Segregation and the Baptist Bible Fellowship: Integration, Anti-Communism and Religious Fundamentalism, 1950 – 1970


Lavoie, The Reverend Jeffrey D.


LL.D, History Ph.D Programme Exeter University

This research monograph is an historical study of the Baptist Bible Fellowship and its connections with segregation during the 1950s. It includes an examination of some of its key founders and their views of segregation and observes some of the crucial figures who fought for racial equality and integration within this organization. Though many of the founders of this Baptist denomination were segregationists (which could be considered racist in and of itself) some of these individuals held blatant racist views of white supremacy. What is intriguing is that many of these founders met with violent and scandalous fates . In this work the author observes the racial views of some founding members and how these institutional opinions have influenced and changed (or not) this autonomous organization over the years.

No standard published history of the Baptist Bible Fellowship (BBF) currently exists which would makes this work an important contribution to modern American history, the history of racism in the United States, and modern religious movements in the post war world in general.
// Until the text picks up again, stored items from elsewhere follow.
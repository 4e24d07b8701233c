//! Member event coalescing.
//!
//! Rapid membership churn is folded into fewer deliveries: events are
//! buffered per member (latest change wins) and flushed once the stream has
//! been quiet for the quiescent period, or once the coalesce period has
//! passed since the first buffered event.

use std::collections::BTreeMap;

use tokio::sync::mpsc;
use tokio::task::JoinHandle;
use tokio::time::Instant;

use crate::lifecycle::ShutdownSignal;
use crate::membership::{CoalesceWindow, Event, Member, MemberEvent, MemberEventType};

const INPUT_CAPACITY: usize = 256;

/// Input side of a running member coalescer task.
pub struct MemberCoalescer {
    tx: mpsc::Sender<MemberEvent>,
    handle: JoinHandle<()>,
}

impl MemberCoalescer {
    /// Start a coalescer delivering to `out` until `shutdown` fires or `out`
    /// is closed.
    pub fn spawn(window: CoalesceWindow, out: mpsc::Sender<Event>, shutdown: ShutdownSignal) -> Self {
        let (tx, rx) = mpsc::channel(INPUT_CAPACITY);
        let handle = tokio::spawn(run(window, rx, out, shutdown));
        Self { tx, handle }
    }

    /// Queue an event. Returns `false` once the coalescer has stopped.
    pub async fn send(&self, event: MemberEvent) -> bool {
        self.tx.send(event).await.is_ok()
    }

    /// Stop the coalescer, dropping anything still buffered.
    pub fn abort(&self) {
        self.handle.abort();
    }
}

async fn run(
    window: CoalesceWindow,
    mut input: mpsc::Receiver<MemberEvent>,
    out: mpsc::Sender<Event>,
    shutdown: ShutdownSignal,
) {
    let mut pending: BTreeMap<String, (MemberEventType, Member)> = BTreeMap::new();
    let mut deadline: Option<Instant> = None;
    let mut quiet: Option<Instant> = None;

    loop {
        let flush_at = match (deadline, quiet) {
            (Some(d), Some(q)) => Some(d.min(q)),
            (d, q) => d.or(q),
        };
        let flush_timer = async {
            match flush_at {
                Some(at) => tokio::time::sleep_until(at).await,
                None => std::future::pending().await,
            }
        };

        tokio::select! {
            event = input.recv() => match event {
                Some(event) if window.period.is_zero() => {
                    if out.send(Event::Member(event)).await.is_err() {
                        return;
                    }
                }
                Some(event) => {
                    let now = Instant::now();
                    for member in event.members {
                        pending.insert(member.name.clone(), (event.event_type, member));
                    }
                    deadline.get_or_insert(now + window.period);
                    quiet = Some(now + window.quiescent);
                }
                None => {
                    flush(&mut pending, &out).await;
                    return;
                }
            },
            _ = flush_timer => {
                deadline = None;
                quiet = None;
                if !flush(&mut pending, &out).await {
                    return;
                }
            }
            _ = shutdown.wait() => {
                tracing::debug!(dropped = pending.len(), "Member coalescer stopping");
                return;
            }
        }
    }
}

/// Deliver buffered changes, one event per type. Returns `false` if the
/// receiver is gone.
async fn flush(
    pending: &mut BTreeMap<String, (MemberEventType, Member)>,
    out: &mpsc::Sender<Event>,
) -> bool {
    let mut by_type: BTreeMap<MemberEventType, Vec<Member>> = BTreeMap::new();
    for (_, (event_type, member)) in std::mem::take(pending) {
        by_type.entry(event_type).or_default().push(member);
    }

    for (event_type, members) in by_type {
        tracing::trace!(event = %event_type, count = members.len(), "Flushing coalesced members");
        if out.send(Event::Member(MemberEvent { event_type, members })).await.is_err() {
            return false;
        }
    }
    true
}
A Study on Racism within the Baptist Bible Fellowship
This section will include an introduction to this study including the author’s intentions and a basic contextual background of the 1950s introducing the cultural climate. This background includes a brief analysis of the ‘communist paranoia’ which fueled the BBF founders’ views of racial segregation and served as one of the factors behind their refusal to comply with the civil rights movement. This section will also suggest a definition for both racism and segregation and engage the question, “Are the terms ‘
segregation’ and ‘racism’ synonymous?”

II. The Founders of the BBF
This second chapter deals with the divisive issues which led to the foundation of the Baptist Bible Fellowship out of J. Frank Norris and his World Fundamental Baptist Missionary Fellowship (WFBMF). This chapter will introduce key figures and personalities associated with the early BBF. The final part of this section will reprint a ‘segregation resolution’ decided upon in a BBF meeting on 28 November 1957 at Castleberry Baptist Church in Ft. Worth, TX where this resolution was passed and agreed upon by over 1,000 churches in the BBF to support racial segregation.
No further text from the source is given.